489 So.2d at 182-83.
Although the victim's physical injuries were considered in calculating the recommended guidelines sentence, and therefor could not be used to justify departure, the emotional trauma apparently suffered by the victim could have been cited by the trial court as a valid reason for departure. See, for example, Stewart v. State, 489 So. 2d 176 (Fla. 1st DCA 1986); Wright v. State, 487 So. 2d 1176 (Fla. 1st DCA 1986); Brooks v. State, 487 So. 2d 68 (Fla. 1st DCA 1986); Davis v. State, 489 So. 2d 754 (Fla. 1st DCA 1986); Crapps v. State, 483 So. 2d 544 (Fla. 1st DCA 1986); and Casteel v. State, 481 So. 2d 72 (Fla. 1st DCA 1986).
Because both valid and invalid reasons for departure were given and the state has not demonstrated that the absence of the invalid reasons would not have affected the departure sentence, Albritton v. State, 476 So. 2d 158 (Fla. 1985), mandates that the sentence be REVERSED and the case REMANDED for resentencing.
SHIVERS and ZEHMER, JJ., concur.
NOTES
[1] 21 points were scored for severe victim injury.

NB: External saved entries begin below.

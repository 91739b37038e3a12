//! Pure helpers for the reconcile paths.
//!
//! Everything here maps API types onto plan compiler inputs without
//! touching the Kubernetes API, so it is unit-testable without a cluster.

use cloudinit::{
    Confinement, ControlPlaneInitInput, ControlPlaneJoinInput, File, ProxySettings,
    SnapstoreProxy, WorkerInput,
};
use crds::{CloudInitWriteFile, InitConfiguration, Machine, SnapClusterConfigSpec};
use uuid::Uuid;

/// Default cluster agent port of a snapk8s node.
pub const DEFAULT_CLUSTER_AGENT_PORT: &str = "25000";
/// Default dqlite port of a snapk8s node.
pub const DEFAULT_DQLITE_PORT: &str = "19001";

// The default ports are blocked by security groups in several infra
// providers; the remapped ports are open there because kubeadm uses them.
/// Cluster agent port used when port compatibility remap is on.
pub const REMAPPED_CLUSTER_AGENT_PORT: &str = "30000";
/// Dqlite port used when port compatibility remap is on.
pub const REMAPPED_DQLITE_PORT: &str = "2379";

/// Everything the plan input builders need besides the configuration spec.
#[derive(Debug, Clone)]
pub struct BootstrapContext<'a> {
    /// Bootstrap configuration spec
    pub spec: &'a SnapClusterConfigSpec,
    /// Control plane endpoint host
    pub endpoint: String,
    /// Kubernetes version of the machine
    pub kubernetes_version: String,
    /// Cluster join token
    pub token: String,
}

/// Cluster agent and dqlite ports after applying the compatibility remap.
#[must_use]
pub fn resolved_ports(spec: &SnapClusterConfigSpec) -> (String, String) {
    if spec.port_compatibility_remap() {
        (
            REMAPPED_CLUSTER_AGENT_PORT.to_string(),
            REMAPPED_DQLITE_PORT.to_string(),
        )
    } else {
        (
            DEFAULT_CLUSTER_AGENT_PORT.to_string(),
            DEFAULT_DQLITE_PORT.to_string(),
        )
    }
}

/// Generates a fresh 32 character cluster join token.
#[must_use]
pub fn generate_join_token() -> String {
    Uuid::new_v4().simple().to_string()
}

/// Converts API write files into plan files.
#[must_use]
pub fn write_files_from_api(files: &[CloudInitWriteFile]) -> Vec<File> {
    files
        .iter()
        .map(|file| File {
            content: file.content.clone(),
            path: file.path.clone(),
            permissions: file.permissions.clone(),
            owner: file.owner.clone(),
        })
        .collect()
}

fn proxy_settings(init: Option<&InitConfiguration>) -> ProxySettings {
    init.map(|c| ProxySettings {
        http: c.http_proxy.clone(),
        https: c.https_proxy.clone(),
        no_proxy: c.no_proxy.clone(),
    })
    .unwrap_or_default()
}

fn snapstore_proxy(init: Option<&InitConfiguration>) -> SnapstoreProxy {
    init.map(|c| SnapstoreProxy {
        scheme: c.snapstore_proxy_scheme.clone(),
        domain: c.snapstore_proxy_domain.clone(),
        id: c.snapstore_proxy_id.clone(),
    })
    .unwrap_or_default()
}

/// Addresses of control plane machines a joining node can connect to:
/// provisioned, running machines with at least one reported address, in
/// list order. The first is the primary join target, the rest fallbacks.
#[must_use]
pub fn join_addresses(machines: &[Machine]) -> Vec<String> {
    machines
        .iter()
        .filter(|machine| {
            machine.spec.provider_id.is_some()
                && machine
                    .status
                    .as_ref()
                    .and_then(|status| status.phase.as_deref())
                    == Some("Running")
        })
        .filter_map(|machine| machine.first_address())
        .map(str::to_string)
        .collect()
}

/// Builds the plan input for initializing a cluster from its first control
/// plane machine.
#[must_use]
pub fn init_input(ctx: &BootstrapContext<'_>, ca_cert: String, ca_key: String) -> ControlPlaneInitInput {
    let init = ctx.spec.init_configuration.as_ref();
    let (cluster_agent_port, dqlite_port) = resolved_ports(ctx.spec);

    ControlPlaneInitInput {
        ca_cert,
        ca_key,
        control_plane_endpoint: ctx.endpoint.clone(),
        token: ctx.token.clone(),
        token_ttl: ctx.spec.join_token_ttl_in_secs(),
        kubernetes_version: ctx.kubernetes_version.clone(),
        cluster_agent_port,
        dqlite_port,
        ip_in_ip: init.is_some_and(|c| c.ip_in_ip),
        addons: init.map(|c| c.addons.clone()).unwrap_or_default(),
        confinement: confinement(init),
        risk_level: risk_level(init),
        containerd_proxy: proxy_settings(init),
        extra_write_files: extra_write_files(init),
        extra_kubelet_args: extra_kubelet_args(init),
    }
}

/// Builds the plan input for a machine joining the control plane.
#[must_use]
pub fn control_plane_join_input(
    ctx: &BootstrapContext<'_>,
    auth_token: String,
    join_node_ips: Vec<String>,
) -> ControlPlaneJoinInput {
    let init = ctx.spec.init_configuration.as_ref();
    let (cluster_agent_port, dqlite_port) = resolved_ports(ctx.spec);

    ControlPlaneJoinInput {
        auth_token,
        control_plane_endpoint: ctx.endpoint.clone(),
        token: ctx.token.clone(),
        token_ttl: ctx.spec.join_token_ttl_in_secs(),
        kubernetes_version: ctx.kubernetes_version.clone(),
        cluster_agent_port,
        dqlite_port,
        ip_in_ip: init.is_some_and(|c| c.ip_in_ip),
        disable_default_cni: init.is_some_and(|c| c.disable_default_cni),
        join_node_ips,
        confinement: confinement(init),
        risk_level: risk_level(init),
        containerd_proxy: proxy_settings(init),
        snapstore_proxy: snapstore_proxy(init),
        snapstore_http_proxy: init.and_then(|c| c.snapstore_http_proxy.clone()),
        snapstore_https_proxy: init.and_then(|c| c.snapstore_https_proxy.clone()),
        extra_write_files: extra_write_files(init),
        extra_kubelet_args: extra_kubelet_args(init),
        pre_run_commands: init.map(|c| c.pre_run_commands.clone()).unwrap_or_default(),
        post_run_commands: init.map(|c| c.post_run_commands.clone()).unwrap_or_default(),
        boot_commands: init.map(|c| c.boot_commands.clone()).unwrap_or_default(),
    }
}

/// Builds the plan input for a machine joining as a worker.
#[must_use]
pub fn worker_input(ctx: &BootstrapContext<'_>, join_node_ips: Vec<String>) -> WorkerInput {
    let init = ctx.spec.init_configuration.as_ref();
    let (cluster_agent_port, _) = resolved_ports(ctx.spec);

    WorkerInput {
        token: ctx.token.clone(),
        control_plane_endpoint: ctx.endpoint.clone(),
        kubernetes_version: ctx.kubernetes_version.clone(),
        cluster_agent_port,
        join_node_ips,
        confinement: confinement(init),
        risk_level: risk_level(init),
        containerd_proxy: proxy_settings(init),
        snapstore_proxy: snapstore_proxy(init),
        extra_write_files: extra_write_files(init),
        extra_kubelet_args: extra_kubelet_args(init),
    }
}

fn confinement(init: Option<&InitConfiguration>) -> Confinement {
    init.map(|c| Confinement::parse(&c.confinement))
        .unwrap_or_default()
}

fn risk_level(init: Option<&InitConfiguration>) -> String {
    init.map(|c| c.risk_level.clone()).unwrap_or_default()
}

fn extra_write_files(init: Option<&InitConfiguration>) -> Vec<File> {
    init.map(|c| write_files_from_api(&c.extra_write_files))
        .unwrap_or_default()
}

fn extra_kubelet_args(init: Option<&InitConfiguration>) -> Vec<String> {
    init.map(|c| c.extra_kubelet_args.clone()).unwrap_or_default()
}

[2] With credit for 200 days served.
[3] The following reasons for departure have been considered valid by this court:
The recommended sentence is insufficient for retribution, rehabilitation or deterrence, Chaplin v. State, 488 So. 2d 555 (Fla. 1st DCA 1986); Joyal v. State, 488 So. 2d 611 (Fla. 1st DCA 1986); The defendant has shown a flagrant disregard of the laws and the guidelines sentence is inadequate to deter him from further criminal activity, Simmons v. State, 483 So. 2d 530 (Fla. 1st DCA 1986);
Defendant is an ongoing danger to society, not likely to be rehabilitated, Moore v. State, 483 So. 2d 37 (Fla. 1st DCA 1986);
A narrative of frequent contacts with the criminal justice system, which the court found to be more than a mere reference to the defendant's prior record, Williams v. State, 484 So. 2d 71 (Fla. 1st DCA 1986).
However, the following reasons for departure have been considered invalid by this court:
The guidelines inadequately reflect the serious nature of the charge and the danger to the community in general, Cortez v. State, 488 So. 2d 163 (Fla. 1st DCA 1986);
The defendant had previously been sentenced to prison and had not been rehabilitated, Fain v. State, 488 So. 2d 169 (Fla. 1st DCA 1986); Prior history indicates rehabilitation not possible, protection of society requires restraint, Harris v. State, 489 So. 2d 838 (Fla. 1st DCA 1986);
A pattern of conduct (prior history of theft and dishonest behavior) rendering the defendant a continuing and serious threat to the community, Riggins v. State, 489 So. 2d 180 (Fla. 1st DCA 1986);
Prior felony incarceration (tied to prior conviction factored in scoresheet), Cummings v. State, 489 So. 2d 121 (Fla. 1st DCA 1986);
The defendant has not demonstrated the ability to govern himself by the laws, Chaplin v. State, 488 So. 2d 555 (Fla. 1st DCA 1986);
Defendant's inability to conform his behavior to acceptable norms, Brooks v. State, 487 So. 2d 68 (Fla. 1st DCA 1986);
A pattern of conduct rendering the defendant a threat to the community, Casteel v. State, 481 So. 2d 72 (Fla. 1st DCA 1986);
A significant prior record, Battles v. State, 483 So. 2d 849 (Fla. 1st DCA 1986);
An extensive arrest record and numerous prior convictions, Cason v. State, 481 So. 2d 1006 (Fla. 1st DCA 1986);
"Chances for rehabilitation are nil", Scobee v. State, 488 So. 2d 595 (Fla. 1st DCA 1986).